JP6268738B2 - Image display device for vehicle - Google Patents

Description

  The present invention relates to an improvement of an image display device for a vehicle.

  2. Description of the Related Art Conventionally, in a vehicle image display device, a liquid crystal display device (display) is provided inside a vehicle-mounted inner mirror body (housing), and an image captured by a vehicle-mounted camera is displayed on the liquid crystal display device. A configuration is known in which a driver can visually recognize the rear of a vehicle through a half mirror provided on the front surface of the mirror body (see, for example, Patent Document 1).

JP 2011-57023 A

  By the way, in the vehicle-mounted inner mirror, when the direction of the half mirror is changed, the rear image of the vehicle that is directly reflected by the half mirror to the driver changes. However, since the vehicle-mounted camera is fixed to the vehicle body, the image displayed on the display screen of the liquid crystal display device does not change even if the direction of the half mirror is changed.

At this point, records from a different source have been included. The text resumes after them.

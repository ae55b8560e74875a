use std::cmp::Ordering;

#[derive(Clone, Copy, PartialEq, Eq, Debug)]
pub enum LogLevel {
    Debug,
    Info,
}

impl PartialOrd for LogLevel {
    fn partial_cmp(&self, other: &Self) -> Option<Ordering> {
        Some(self.cmp(other))
    }
}

impl Ord for LogLevel {
    fn cmp(&self, other: &Self) -> Ordering {
        fn rank(level: LogLevel) -> u8 {
            match level {
                LogLevel::Debug => 0,
                LogLevel::Info => 1,
            }
        }

        rank(*self).cmp(&rank(*other))
    }
}

impl LogLevel {
    pub fn as_str(self) -> &'static str {
        match self {
            Self::Debug => "debug",
            Self::Info => "info",
        }
    }

    pub fn from_str(value: &str) -> Option<Self> {
        match value {
            "debug" => Some(Self::Debug),
            "info" => Some(Self::Info),
            _ => None,
        }
    }
}

/// Formats a single-line JSON event, or `None` when `level` is below `threshold`.
pub fn format_event(
    threshold: LogLevel,
    level: LogLevel,
    event: &str,
    fields: serde_json::Value,
) -> Option<String> {
    if level < threshold {
        return None;
    }

    let mut payload = serde_json::Map::new();
    payload.insert(
        "ts".to_string(),
        serde_json::Value::Number(serde_json::Number::from(now_unix_seconds())),
    );
    payload.insert("level".to_string(), serde_json::Value::String(level.as_str().to_string()));
    payload.insert("event".to_string(), serde_json::Value::String(event.to_string()));

    if let serde_json::Value::Object(extra) = fields {
        for (key, value) in extra {
            payload.insert(key, value);
        }
    }

    Some(serde_json::Value::Object(payload).to_string())
}

pub fn log_event(threshold: LogLevel, level: LogLevel, event: &str, fields: serde_json::Value) {
    if let Some(line) = format_event(threshold, level, event, fields) {
        emit(&line);
    }
}

#[cfg(target_arch = "wasm32")]
fn emit(line: &str) {
    gloo::console::log!(line);
}

#[cfg(not(target_arch = "wasm32"))]
fn emit(line: &str) {
    println!("{line}");
}

#[cfg(target_arch = "wasm32")]
fn now_unix_seconds() -> u64 {
    (js_sys::Date::now() / 1_000.0) as u64
}

#[cfg(not(target_arch = "wasm32"))]
fn now_unix_seconds() -> u64 {
    use std::time::{SystemTime, UNIX_EPOCH};

    SystemTime::now()
        .duration_since(UNIX_EPOCH)
        .map(|value| value.as_secs())
        .unwrap_or(0)
}
//! Scroll progress, active-section tracking and the condensed-header flag.

use crate::{
    config::MotionConfig,
    signal::{ReadSignal, Signal},
};
use serde::Serialize;
use std::cell::Cell;

#[derive(Clone, Copy, PartialEq, Eq, Hash, Debug, Serialize)]
#[serde(rename_all = "snake_case")]
pub enum Section {
    Home,
    About,
    Projects,
    Skills,
    Contact,
}

impl Section {
    pub const ALL: [Section; 5] = [
        Section::Home,
        Section::About,
        Section::Projects,
        Section::Skills,
        Section::Contact,
    ];

    pub fn dom_id(self) -> &'static str {
        match self {
            Self::Home => "accueil",
            Self::About => "apropos",
            Self::Projects => "projets",
            Self::Skills => "competences",
            Self::Contact => "contact",
        }
    }

    pub fn label(self) -> &'static str {
        match self {
            Self::Home => "Accueil",
            Self::About => "A propos",
            Self::Projects => "Projets",
            Self::Skills => "Competences",
            Self::Contact => "Contact",
        }
    }
}

#[derive(Clone, Copy, PartialEq, Debug)]
pub struct ScrollMetrics {
    pub scroll_top: f64,
    pub document_height: f64,
    pub viewport_height: f64,
}

#[derive(Clone, Copy, PartialEq, Debug)]
pub struct SectionOffset {
    pub section: Section,
    pub top: f64,
}

/// Fraction of the scrollable distance covered, in [0, 1]. Pages that do not
/// scroll report 0.
pub fn scroll_fraction(metrics: ScrollMetrics) -> f64 {
    let scrollable = metrics.document_height - metrics.viewport_height;
    if scrollable.is_nan() || scrollable <= 0.0 {
        return 0.0;
    }

    let fraction = metrics.scroll_top / scrollable;
    if fraction.is_finite() {
        fraction.clamp(0.0, 1.0)
    } else {
        0.0
    }
}

/// Last section, in the given order, whose corrected top is at or above the
/// lookahead line.
pub fn active_section(
    offsets: &[SectionOffset],
    scroll_top: f64,
    header_offset: f64,
    lookahead: f64,
) -> Option<Section> {
    let line = scroll_top + lookahead;
    offsets
        .iter()
        .rev()
        .find(|offset| offset.top - header_offset <= line)
        .map(|offset| offset.section)
}

#[derive(Clone, PartialEq)]
pub struct ScrollState {
    pub fraction: ReadSignal<f64>,
    pub active_section: ReadSignal<Option<Section>>,
    pub header_condensed: ReadSignal<bool>,
}

pub struct ScrollTracker {
    throttle_ms: f64,
    header_offset: f64,
    lookahead: f64,
    condense_after: f64,
    last_run_ms: Cell<Option<f64>>,
    fraction: Signal<f64>,
    active_section: Signal<Option<Section>>,
    header_condensed: Signal<bool>,
}

impl ScrollTracker {
    pub fn new(config: &MotionConfig) -> Self {
        Self {
            throttle_ms: f64::from(config.scroll_throttle_ms),
            header_offset: config.header_offset_px,
            lookahead: config.section_lookahead_px,
            condense_after: config.header_condense_px,
            last_run_ms: Cell::new(None),
            fraction: Signal::new(0.0),
            active_section: Signal::new(None),
            header_condensed: Signal::new(false),
        }
    }

    pub fn state(&self) -> ScrollState {
        ScrollState {
            fraction: self.fraction.reader(),
            active_section: self.active_section.reader(),
            header_condensed: self.header_condensed.reader(),
        }
    }

    /// Scroll event entry point. Runs at most once per throttle window (leading edge)
    /// and returns whether it ran. `measure` is only called once the window is open.
    pub fn handle_scroll(
        &self,
        now_ms: f64,
        measure: impl FnOnce() -> Option<(ScrollMetrics, Vec<SectionOffset>)>,
    ) -> bool {
        if let Some(last) = self.last_run_ms.get() {
            if now_ms - last < self.throttle_ms {
                return false;
            }
        }
        let Some((metrics, offsets)) = measure() else {
            return false;
        };
        self.last_run_ms.set(Some(now_ms));
        self.recompute(metrics, &offsets);
        true
    }

    pub fn recompute(&self, metrics: ScrollMetrics, offsets: &[SectionOffset]) {
        self.fraction.set(scroll_fraction(metrics));
        self.header_condensed
            .set(metrics.scroll_top > self.condense_after);

        // No match keeps the previous section.
        if let Some(section) =
            active_section(offsets, metrics.scroll_top, self.header_offset, self.lookahead)
        {
            self.active_section.set(Some(section));
        }
    }
}

#[cfg(test)]
mod tests {
    use super::*;
    use std::{cell::RefCell, rc::Rc};

    fn metrics(scroll_top: f64, document_height: f64, viewport_height: f64) -> ScrollMetrics {
        ScrollMetrics {
            scroll_top,
            document_height,
            viewport_height,
        }
    }

    fn page_offsets() -> Vec<SectionOffset> {
        Section::ALL
            .into_iter()
            .zip([0.0, 900.0, 1_800.0, 2_700.0, 3_600.0])
            .map(|(section, top)| SectionOffset { section, top })
            .collect()
    }

    #[test]
    fn fraction_is_zero_when_the_page_does_not_scroll() {
        for scroll_top in [0.0, 10.0, 400.0, 5_000.0, -3.0] {
            let fraction = scroll_fraction(metrics(scroll_top, 800.0, 800.0));
            assert_eq!(fraction, 0.0);
        }
        assert_eq!(scroll_fraction(metrics(50.0, 600.0, 800.0)), 0.0);
        assert_eq!(scroll_fraction(metrics(f64::NAN, 2_000.0, 800.0)), 0.0);
    }

    #[test]
    fn fraction_is_clamped() {
        assert_eq!(scroll_fraction(metrics(600.0, 2_000.0, 800.0)), 0.5);
        assert_eq!(scroll_fraction(metrics(5_000.0, 2_000.0, 800.0)), 1.0);
        assert_eq!(scroll_fraction(metrics(-100.0, 2_000.0, 800.0)), 0.0);
    }

    #[test]
    fn active_section_uses_header_correction_and_lookahead() {
        let offsets = page_offsets();

        assert_eq!(active_section(&offsets, 0.0, 80.0, 150.0), Some(Section::Home));
        // 900 - 80 = 820 <= 680 + 150
        assert_eq!(active_section(&offsets, 680.0, 80.0, 150.0), Some(Section::About));
        assert_eq!(active_section(&offsets, 669.0, 80.0, 150.0), Some(Section::Home));
        assert_eq!(active_section(&offsets, 10_000.0, 80.0, 150.0), Some(Section::Contact));
    }

    #[test]
    fn active_section_is_retained_when_nothing_matches() {
        let tracker = ScrollTracker::new(&MotionConfig::default());
        let state = tracker.state();
        let offsets = page_offsets();

        tracker.recompute(metrics(2_000.0, 5_000.0, 800.0), &offsets);
        assert_eq!(state.active_section.get(), Some(Section::Projects));

        // Only sections far below the viewport are mounted.
        let below = [SectionOffset {
            section: Section::Contact,
            top: 9_000.0,
        }];
        tracker.recompute(metrics(0.0, 10_000.0, 800.0), &below);
        assert_eq!(state.active_section.get(), Some(Section::Projects));
    }

    #[test]
    fn handler_is_throttled_on_the_leading_edge() {
        let tracker = ScrollTracker::new(&MotionConfig::default());
        let at = |top| move || Some((metrics(top, 5_000.0, 1_000.0), page_offsets()));

        assert!(tracker.handle_scroll(0.0, at(100.0)));
        assert!(!tracker.handle_scroll(8.0, at(200.0)));
        assert!(!tracker.handle_scroll(15.9, at(300.0)));
        assert_eq!(tracker.state().fraction.get(), 100.0 / 4_000.0);

        assert!(tracker.handle_scroll(16.0, at(400.0)));
        assert_eq!(tracker.state().fraction.get(), 0.1);
    }

    #[test]
    fn throttled_events_skip_measurement() {
        let tracker = ScrollTracker::new(&MotionConfig::default());
        let measured = Rc::new(Cell::new(0));
        let measure = |top| {
            let measured = measured.clone();
            move || {
                measured.set(measured.get() + 1);
                Some((metrics(top, 5_000.0, 1_000.0), page_offsets()))
            }
        };

        assert!(tracker.handle_scroll(0.0, measure(100.0)));
        for now in [1.0, 5.0, 10.0, 15.0] {
            assert!(!tracker.handle_scroll(now, measure(200.0)));
        }
        assert_eq!(measured.get(), 1);

        assert!(tracker.handle_scroll(20.0, measure(300.0)));
        assert_eq!(measured.get(), 2);
    }

    #[test]
    fn failed_measurement_leaves_the_window_open() {
        let tracker = ScrollTracker::new(&MotionConfig::default());

        assert!(!tracker.handle_scroll(0.0, || None));
        assert!(tracker.handle_scroll(1.0, || {
            Some((metrics(500.0, 5_000.0, 1_000.0), page_offsets()))
        }));
        assert_eq!(tracker.state().fraction.get(), 0.125);
    }

    #[test]
    fn outputs_notify_subscribers_independently() {
        let tracker = ScrollTracker::new(&MotionConfig::default());
        let state = tracker.state();
        let sections = Rc::new(RefCell::new(Vec::new()));
        let condensed = Rc::new(RefCell::new(Vec::new()));

        let _sections_sub = {
            let sections = sections.clone();
            state
                .active_section
                .subscribe(move |section| sections.borrow_mut().push(*section))
        };
        let _condensed_sub = {
            let condensed = condensed.clone();
            state
                .header_condensed
                .subscribe(move |value| condensed.borrow_mut().push(*value))
        };

        let offsets = page_offsets();
        tracker.recompute(metrics(50.0, 5_000.0, 800.0), &offsets);
        tracker.recompute(metrics(60.0, 5_000.0, 800.0), &offsets);
        tracker.recompute(metrics(150.0, 5_000.0, 800.0), &offsets);
        tracker.recompute(metrics(1_000.0, 5_000.0, 800.0), &offsets);

        assert_eq!(
            *sections.borrow(),
            vec![Some(Section::Home), Some(Section::About)]
        );
        assert_eq!(*condensed.borrow(), vec![true]);
    }

    #[test]
    fn dom_ids_are_unique() {
        let mut ids: Vec<_> = Section::ALL.into_iter().map(Section::dom_id).collect();
        ids.sort_unstable();
        ids.dedup();
        assert_eq!(ids.len(), Section::ALL.len());
    }
}
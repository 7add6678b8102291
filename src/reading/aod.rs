//! AERONET aerosol optical depth exports.
//!
//! After a six line preamble the header names `Date(dd:mm:yyyy)`,
//! `Time(hh:mm:ss)`, then one `AOD_<nnn>nm` column per wavelength. Missing
//! values are written as `-999`.

use crate::{
    config::PipelineConfig,
    error::{DataLoadError, RowDiagnostics},
    series::{AlignedTable, ColumnRef, Series, TimestampSpec},
};

use super::Reading;

pub const TIME_FORMAT: &str = "%d:%m:%Y %H:%M:%S";
pub const MISSING: f64 = -999.0;
pub const DEFAULT_WAVELENGTHS: [u32; 3] = [380, 500, 870];

#[derive(Debug, Clone, Copy, PartialEq, Eq, PartialOrd, Ord)]
/// Wavelength in nanometres, as named by an `AOD_<nnn>nm` column.
pub struct Wavelength(pub u32);

impl Wavelength {
    pub fn from_column(name: &str) -> Option<Self> {
        let digits = name.strip_prefix("AOD_")?.strip_suffix("nm")?;
        if digits.is_empty() || !digits.chars().all(|c| c.is_ascii_digit()) {
            return None;
        }

        digits.parse().ok().map(Wavelength)
    }

    pub fn column(&self) -> String {
        format!("AOD_{}nm", self.0)
    }
}

/// All wavelength columns in `headers`, shortest wavelength first.
pub fn wavelength_columns(headers: &[String]) -> Vec<Wavelength> {
    let mut wavelengths: Vec<Wavelength> = headers
        .iter()
        .filter_map(|h| Wavelength::from_column(h))
        .collect();
    wavelengths.sort();
    wavelengths.dedup();

    wavelengths
}

/// Requested columns if any, else the default wavelengths that are present,
/// else every wavelength column.
pub fn select_columns(
    headers: &[String],
    requested: &[String],
) -> Result<Vec<String>, DataLoadError> {
    if !requested.is_empty() {
        if requested.iter().all(|c| headers.contains(c)) {
            return Ok(requested.to_vec());
        }
        return Err(DataLoadError::missing_columns(requested, headers));
    }

    let available = wavelength_columns(headers);
    let defaults: Vec<String> = DEFAULT_WAVELENGTHS
        .iter()
        .map(|&nm| Wavelength(nm))
        .filter(|w| available.contains(w))
        .map(|w| w.column())
        .collect();

    if !defaults.is_empty() {
        Ok(defaults)
    } else if !available.is_empty() {
        Ok(available.iter().map(Wavelength::column).collect())
    } else {
        let expected: Vec<String> = DEFAULT_WAVELENGTHS
            .iter()
            .map(|&nm| Wavelength(nm).column())
            .collect();
        Err(DataLoadError::missing_columns(&expected, headers))
    }
}

/// One series per selected wavelength.
#[derive(Debug, Clone)]
pub struct AodReadings {
    pub series: Vec<Series>,
    pub diagnostics: RowDiagnostics,
}

impl Reading for AodReadings {
    fn skip_rows(config: &PipelineConfig) -> usize {
        config.skip_rows
    }

    fn diagnostics(&self) -> &RowDiagnostics {
        &self.diagnostics
    }

    fn timestamp_spec() -> TimestampSpec {
        TimestampSpec::new(vec![ColumnRef::Index(0), ColumnRef::Index(1)], TIME_FORMAT)
    }

    fn from_aligned(table: AlignedTable, config: &PipelineConfig) -> Result<Self, DataLoadError> {
        let columns = select_columns(&table.headers, &config.aod_columns)?;
        let mut diagnostics = table.diagnostics.clone();
        let mut series = Vec::with_capacity(columns.len());

        for column in &columns {
            let (s, field_errors) = table.series(column, &[MISSING])?;
            diagnostics.merge(field_errors);
            series.push(s);
        }

        Ok(AodReadings {
            series,
            diagnostics,
        })
    }
}

// -- Tests -------------------------------------------------------------------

  For this reason, even if the driver changes the range of the image that appears directly on the half mirror, when the image taken by the in-vehicle camera is displayed on the display, the half mirror An image different from the image that appears directly on the screen is displayed, giving the driver a sense of incongruity.

  The vehicular image display device according to the present invention has been made in view of the above circumstances, and the object thereof is to display the vehicular image display that can change the image displayed on the display in accordance with the direction of the half mirror. An object is to provide an apparatus.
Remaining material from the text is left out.